Could you print exactly the lines of the listing below, starting at the line that has "let successes = Arc::new(Mutex::new(Vec::new()));" and ending at the line that has "let semaphore = semaphore.clone();", and only those lines?
EXERCISE DATA section start
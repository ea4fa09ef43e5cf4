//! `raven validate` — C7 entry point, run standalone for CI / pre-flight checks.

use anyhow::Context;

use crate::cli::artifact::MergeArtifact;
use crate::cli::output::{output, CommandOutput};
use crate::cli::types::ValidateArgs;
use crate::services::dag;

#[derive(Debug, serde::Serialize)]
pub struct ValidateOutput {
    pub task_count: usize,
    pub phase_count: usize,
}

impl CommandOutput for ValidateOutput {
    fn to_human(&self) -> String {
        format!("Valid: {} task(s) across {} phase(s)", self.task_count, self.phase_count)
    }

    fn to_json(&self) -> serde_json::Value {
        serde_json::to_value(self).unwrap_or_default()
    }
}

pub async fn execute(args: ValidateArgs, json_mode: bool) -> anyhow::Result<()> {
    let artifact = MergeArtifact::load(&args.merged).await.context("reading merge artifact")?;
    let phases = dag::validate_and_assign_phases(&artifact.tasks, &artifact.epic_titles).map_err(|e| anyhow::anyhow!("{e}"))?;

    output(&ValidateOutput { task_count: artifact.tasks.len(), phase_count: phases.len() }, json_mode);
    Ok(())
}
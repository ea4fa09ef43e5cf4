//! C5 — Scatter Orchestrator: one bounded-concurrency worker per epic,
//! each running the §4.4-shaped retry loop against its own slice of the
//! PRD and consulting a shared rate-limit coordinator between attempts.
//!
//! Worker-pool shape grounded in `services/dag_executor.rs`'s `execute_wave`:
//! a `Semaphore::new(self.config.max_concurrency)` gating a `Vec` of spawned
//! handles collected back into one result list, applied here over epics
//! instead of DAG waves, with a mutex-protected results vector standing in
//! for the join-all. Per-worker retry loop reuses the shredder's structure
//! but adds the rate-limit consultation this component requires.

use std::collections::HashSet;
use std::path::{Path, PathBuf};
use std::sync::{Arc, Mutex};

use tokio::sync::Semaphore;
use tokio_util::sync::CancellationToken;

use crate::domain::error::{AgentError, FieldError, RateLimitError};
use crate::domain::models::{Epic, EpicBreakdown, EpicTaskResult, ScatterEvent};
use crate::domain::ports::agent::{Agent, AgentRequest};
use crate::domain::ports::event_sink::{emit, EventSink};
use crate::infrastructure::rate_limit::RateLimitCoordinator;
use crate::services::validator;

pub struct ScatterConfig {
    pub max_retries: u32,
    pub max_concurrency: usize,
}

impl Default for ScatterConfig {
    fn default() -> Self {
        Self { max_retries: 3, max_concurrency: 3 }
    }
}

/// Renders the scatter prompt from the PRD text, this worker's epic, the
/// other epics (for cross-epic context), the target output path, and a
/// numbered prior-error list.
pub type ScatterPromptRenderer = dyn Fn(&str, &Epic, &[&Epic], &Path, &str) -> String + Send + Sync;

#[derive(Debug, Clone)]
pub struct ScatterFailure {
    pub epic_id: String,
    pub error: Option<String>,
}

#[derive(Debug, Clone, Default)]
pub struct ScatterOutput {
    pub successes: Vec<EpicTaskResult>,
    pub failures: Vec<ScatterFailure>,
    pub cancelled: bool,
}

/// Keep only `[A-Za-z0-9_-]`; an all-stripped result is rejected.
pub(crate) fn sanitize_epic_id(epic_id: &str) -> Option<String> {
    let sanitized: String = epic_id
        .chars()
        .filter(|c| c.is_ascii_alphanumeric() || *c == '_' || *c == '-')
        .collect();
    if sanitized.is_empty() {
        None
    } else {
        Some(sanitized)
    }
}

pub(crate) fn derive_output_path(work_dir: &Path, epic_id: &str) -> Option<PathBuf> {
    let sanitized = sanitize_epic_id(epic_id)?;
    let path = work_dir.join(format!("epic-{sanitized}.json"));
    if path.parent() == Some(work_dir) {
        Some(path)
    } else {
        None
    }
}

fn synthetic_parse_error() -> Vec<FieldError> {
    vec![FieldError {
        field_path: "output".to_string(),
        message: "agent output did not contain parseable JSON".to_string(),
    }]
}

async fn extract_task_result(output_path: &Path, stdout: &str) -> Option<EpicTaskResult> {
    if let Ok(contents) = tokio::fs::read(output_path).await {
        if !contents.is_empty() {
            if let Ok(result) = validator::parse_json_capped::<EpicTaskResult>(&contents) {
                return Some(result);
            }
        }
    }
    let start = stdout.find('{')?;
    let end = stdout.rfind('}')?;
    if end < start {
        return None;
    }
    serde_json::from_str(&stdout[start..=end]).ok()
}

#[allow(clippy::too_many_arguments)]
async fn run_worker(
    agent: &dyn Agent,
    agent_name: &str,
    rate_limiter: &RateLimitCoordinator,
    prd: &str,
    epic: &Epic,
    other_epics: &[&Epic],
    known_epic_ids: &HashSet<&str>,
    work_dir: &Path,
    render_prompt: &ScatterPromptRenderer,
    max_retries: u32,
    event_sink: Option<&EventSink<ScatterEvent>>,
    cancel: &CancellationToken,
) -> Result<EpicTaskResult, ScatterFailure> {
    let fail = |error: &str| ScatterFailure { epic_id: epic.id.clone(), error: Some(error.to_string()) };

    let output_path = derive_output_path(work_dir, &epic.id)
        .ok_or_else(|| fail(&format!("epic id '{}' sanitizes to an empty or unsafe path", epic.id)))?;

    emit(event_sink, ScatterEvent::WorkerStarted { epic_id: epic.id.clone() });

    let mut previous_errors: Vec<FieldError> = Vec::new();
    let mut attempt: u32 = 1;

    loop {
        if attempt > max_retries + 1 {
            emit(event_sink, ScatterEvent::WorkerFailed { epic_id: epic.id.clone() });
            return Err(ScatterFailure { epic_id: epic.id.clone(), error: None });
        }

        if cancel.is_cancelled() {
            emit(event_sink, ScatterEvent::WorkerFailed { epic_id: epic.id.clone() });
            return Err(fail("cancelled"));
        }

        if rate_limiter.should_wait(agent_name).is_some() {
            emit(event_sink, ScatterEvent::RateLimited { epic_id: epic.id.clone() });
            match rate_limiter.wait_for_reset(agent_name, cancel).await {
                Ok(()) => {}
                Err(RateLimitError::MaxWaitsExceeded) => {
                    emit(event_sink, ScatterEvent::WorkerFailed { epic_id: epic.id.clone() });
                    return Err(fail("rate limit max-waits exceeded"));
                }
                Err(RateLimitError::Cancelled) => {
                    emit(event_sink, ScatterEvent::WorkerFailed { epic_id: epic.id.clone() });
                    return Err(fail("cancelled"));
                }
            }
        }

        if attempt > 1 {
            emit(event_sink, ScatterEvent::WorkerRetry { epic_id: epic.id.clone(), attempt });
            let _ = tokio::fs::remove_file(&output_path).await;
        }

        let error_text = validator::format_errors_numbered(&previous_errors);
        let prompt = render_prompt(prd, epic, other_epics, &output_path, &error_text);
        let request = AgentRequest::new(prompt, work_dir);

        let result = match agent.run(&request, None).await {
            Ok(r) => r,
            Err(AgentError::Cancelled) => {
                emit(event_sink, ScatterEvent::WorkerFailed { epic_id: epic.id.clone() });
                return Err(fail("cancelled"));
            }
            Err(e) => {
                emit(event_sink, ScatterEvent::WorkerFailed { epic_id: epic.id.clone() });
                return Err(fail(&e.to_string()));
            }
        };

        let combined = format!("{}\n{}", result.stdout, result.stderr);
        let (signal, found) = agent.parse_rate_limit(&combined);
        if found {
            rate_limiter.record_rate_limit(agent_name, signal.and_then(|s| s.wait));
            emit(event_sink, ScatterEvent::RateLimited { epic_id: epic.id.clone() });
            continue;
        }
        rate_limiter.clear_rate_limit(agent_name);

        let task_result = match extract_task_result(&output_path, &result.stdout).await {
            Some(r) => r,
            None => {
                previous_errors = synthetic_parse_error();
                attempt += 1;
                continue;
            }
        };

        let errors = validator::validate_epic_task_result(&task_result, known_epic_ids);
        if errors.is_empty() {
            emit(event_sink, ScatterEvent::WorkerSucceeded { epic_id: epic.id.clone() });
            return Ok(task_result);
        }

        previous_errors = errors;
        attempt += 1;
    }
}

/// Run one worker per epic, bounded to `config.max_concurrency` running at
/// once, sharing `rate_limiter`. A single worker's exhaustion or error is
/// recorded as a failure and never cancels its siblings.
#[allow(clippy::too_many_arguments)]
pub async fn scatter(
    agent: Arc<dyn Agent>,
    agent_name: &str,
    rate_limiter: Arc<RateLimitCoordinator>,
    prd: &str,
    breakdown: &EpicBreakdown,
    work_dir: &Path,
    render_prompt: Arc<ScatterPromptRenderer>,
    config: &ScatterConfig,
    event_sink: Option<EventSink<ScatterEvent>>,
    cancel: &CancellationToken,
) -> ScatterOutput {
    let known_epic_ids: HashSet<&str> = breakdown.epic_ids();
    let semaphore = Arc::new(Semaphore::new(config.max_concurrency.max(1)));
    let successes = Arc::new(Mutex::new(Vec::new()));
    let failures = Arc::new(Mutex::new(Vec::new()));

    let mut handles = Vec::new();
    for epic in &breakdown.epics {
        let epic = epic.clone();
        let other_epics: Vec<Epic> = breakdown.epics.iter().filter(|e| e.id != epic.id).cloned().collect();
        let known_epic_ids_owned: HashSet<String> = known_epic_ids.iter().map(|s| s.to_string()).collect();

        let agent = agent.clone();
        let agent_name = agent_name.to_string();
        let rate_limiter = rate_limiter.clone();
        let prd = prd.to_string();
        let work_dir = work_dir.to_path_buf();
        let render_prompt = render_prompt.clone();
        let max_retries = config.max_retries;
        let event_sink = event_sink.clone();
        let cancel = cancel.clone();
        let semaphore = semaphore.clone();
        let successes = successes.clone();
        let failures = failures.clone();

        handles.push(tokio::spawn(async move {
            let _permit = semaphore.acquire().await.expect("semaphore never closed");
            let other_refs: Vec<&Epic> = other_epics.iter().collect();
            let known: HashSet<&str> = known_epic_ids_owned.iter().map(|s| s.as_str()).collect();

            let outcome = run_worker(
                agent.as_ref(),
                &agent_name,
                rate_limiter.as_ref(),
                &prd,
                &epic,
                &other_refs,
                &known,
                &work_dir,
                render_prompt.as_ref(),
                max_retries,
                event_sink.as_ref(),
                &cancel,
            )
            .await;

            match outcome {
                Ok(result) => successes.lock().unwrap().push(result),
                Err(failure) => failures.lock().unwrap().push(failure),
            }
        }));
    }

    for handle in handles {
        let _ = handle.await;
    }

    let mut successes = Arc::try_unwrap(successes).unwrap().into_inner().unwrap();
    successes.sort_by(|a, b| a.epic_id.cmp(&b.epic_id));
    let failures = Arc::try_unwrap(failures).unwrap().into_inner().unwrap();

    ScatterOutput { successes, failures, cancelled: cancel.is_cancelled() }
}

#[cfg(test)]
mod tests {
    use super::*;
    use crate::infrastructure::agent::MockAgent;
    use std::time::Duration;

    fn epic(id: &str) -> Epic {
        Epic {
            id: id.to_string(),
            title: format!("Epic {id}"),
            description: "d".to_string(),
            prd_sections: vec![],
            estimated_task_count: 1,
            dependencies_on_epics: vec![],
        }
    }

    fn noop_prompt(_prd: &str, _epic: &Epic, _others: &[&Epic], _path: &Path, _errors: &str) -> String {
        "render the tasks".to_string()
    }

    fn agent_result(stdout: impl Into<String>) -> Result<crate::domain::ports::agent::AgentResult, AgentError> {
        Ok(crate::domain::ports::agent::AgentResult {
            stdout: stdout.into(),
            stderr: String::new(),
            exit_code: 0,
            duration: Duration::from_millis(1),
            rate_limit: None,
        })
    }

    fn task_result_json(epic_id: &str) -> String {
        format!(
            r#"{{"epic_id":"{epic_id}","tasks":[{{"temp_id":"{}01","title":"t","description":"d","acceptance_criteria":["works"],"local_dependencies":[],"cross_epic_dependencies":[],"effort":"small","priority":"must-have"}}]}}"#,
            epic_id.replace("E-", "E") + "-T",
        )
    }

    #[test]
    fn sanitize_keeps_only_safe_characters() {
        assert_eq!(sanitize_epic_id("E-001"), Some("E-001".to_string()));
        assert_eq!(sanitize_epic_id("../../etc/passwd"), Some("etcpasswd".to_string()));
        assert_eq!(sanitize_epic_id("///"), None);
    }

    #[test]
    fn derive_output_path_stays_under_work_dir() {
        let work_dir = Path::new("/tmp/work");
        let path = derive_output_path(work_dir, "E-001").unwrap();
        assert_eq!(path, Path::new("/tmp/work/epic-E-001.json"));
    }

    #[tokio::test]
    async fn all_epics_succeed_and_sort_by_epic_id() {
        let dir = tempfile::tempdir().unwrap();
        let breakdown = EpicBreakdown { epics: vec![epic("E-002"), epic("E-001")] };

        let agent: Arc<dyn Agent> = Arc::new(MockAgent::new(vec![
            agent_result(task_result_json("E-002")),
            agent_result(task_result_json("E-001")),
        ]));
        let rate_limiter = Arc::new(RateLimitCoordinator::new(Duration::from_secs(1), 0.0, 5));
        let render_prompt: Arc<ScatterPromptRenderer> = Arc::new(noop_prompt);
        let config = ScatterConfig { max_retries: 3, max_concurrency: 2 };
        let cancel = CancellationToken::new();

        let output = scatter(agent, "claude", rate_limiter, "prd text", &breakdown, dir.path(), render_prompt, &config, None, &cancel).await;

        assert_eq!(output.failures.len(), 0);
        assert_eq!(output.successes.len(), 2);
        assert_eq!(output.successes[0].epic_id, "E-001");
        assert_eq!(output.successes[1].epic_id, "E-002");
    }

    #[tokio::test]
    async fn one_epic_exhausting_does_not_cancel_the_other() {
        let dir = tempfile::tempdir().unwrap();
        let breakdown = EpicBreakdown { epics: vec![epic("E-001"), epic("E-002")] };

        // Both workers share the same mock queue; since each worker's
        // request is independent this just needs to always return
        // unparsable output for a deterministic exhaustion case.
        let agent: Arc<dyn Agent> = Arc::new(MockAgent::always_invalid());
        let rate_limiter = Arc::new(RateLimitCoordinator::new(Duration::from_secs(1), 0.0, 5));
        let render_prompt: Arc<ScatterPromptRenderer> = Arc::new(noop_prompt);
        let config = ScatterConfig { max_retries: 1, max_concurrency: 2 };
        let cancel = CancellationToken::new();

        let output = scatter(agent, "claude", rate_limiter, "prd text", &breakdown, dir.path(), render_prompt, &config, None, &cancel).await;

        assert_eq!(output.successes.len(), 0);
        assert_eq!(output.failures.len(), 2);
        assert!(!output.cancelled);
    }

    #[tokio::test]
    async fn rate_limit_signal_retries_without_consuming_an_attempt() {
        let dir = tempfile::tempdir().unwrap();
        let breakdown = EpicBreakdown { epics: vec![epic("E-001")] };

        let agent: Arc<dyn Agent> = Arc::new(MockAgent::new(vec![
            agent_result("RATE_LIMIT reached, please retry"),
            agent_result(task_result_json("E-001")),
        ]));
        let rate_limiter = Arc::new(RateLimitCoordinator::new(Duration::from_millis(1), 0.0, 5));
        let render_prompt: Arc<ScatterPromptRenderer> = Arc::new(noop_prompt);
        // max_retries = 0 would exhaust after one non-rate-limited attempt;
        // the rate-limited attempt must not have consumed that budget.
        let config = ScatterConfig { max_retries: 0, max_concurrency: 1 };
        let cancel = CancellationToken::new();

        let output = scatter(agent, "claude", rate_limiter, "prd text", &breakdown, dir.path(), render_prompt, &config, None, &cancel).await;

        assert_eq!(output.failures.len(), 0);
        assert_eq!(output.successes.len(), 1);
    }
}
EXERCISE DATA section end
**ANSWER SECTION:**
    let successes = Arc::new(Mutex::new(Vec::new()));
    let failures = Arc::new(Mutex::new(Vec::new()));

    let mut handles = Vec::new();
    for epic in &breakdown.epics {
        let epic = epic.clone();
        let other_epics: Vec<Epic> = breakdown.epics.iter().filter(|e| e.id != epic.id).cloned().collect();
        let known_epic_ids_owned: HashSet<String> = known_epic_ids.iter().map(|s| s.to_string()).collect();

        let agent = agent.clone();
        let agent_name = agent_name.to_string();
        let rate_limiter = rate_limiter.clone();
        let prd = prd.to_string();
        let work_dir = work_dir.to_path_buf();
        let render_prompt = render_prompt.clone();
        let max_retries = config.max_retries;
        let event_sink = event_sink.clone();
        let cancel = cancel.clone();
        let semaphore = semaphore.clone();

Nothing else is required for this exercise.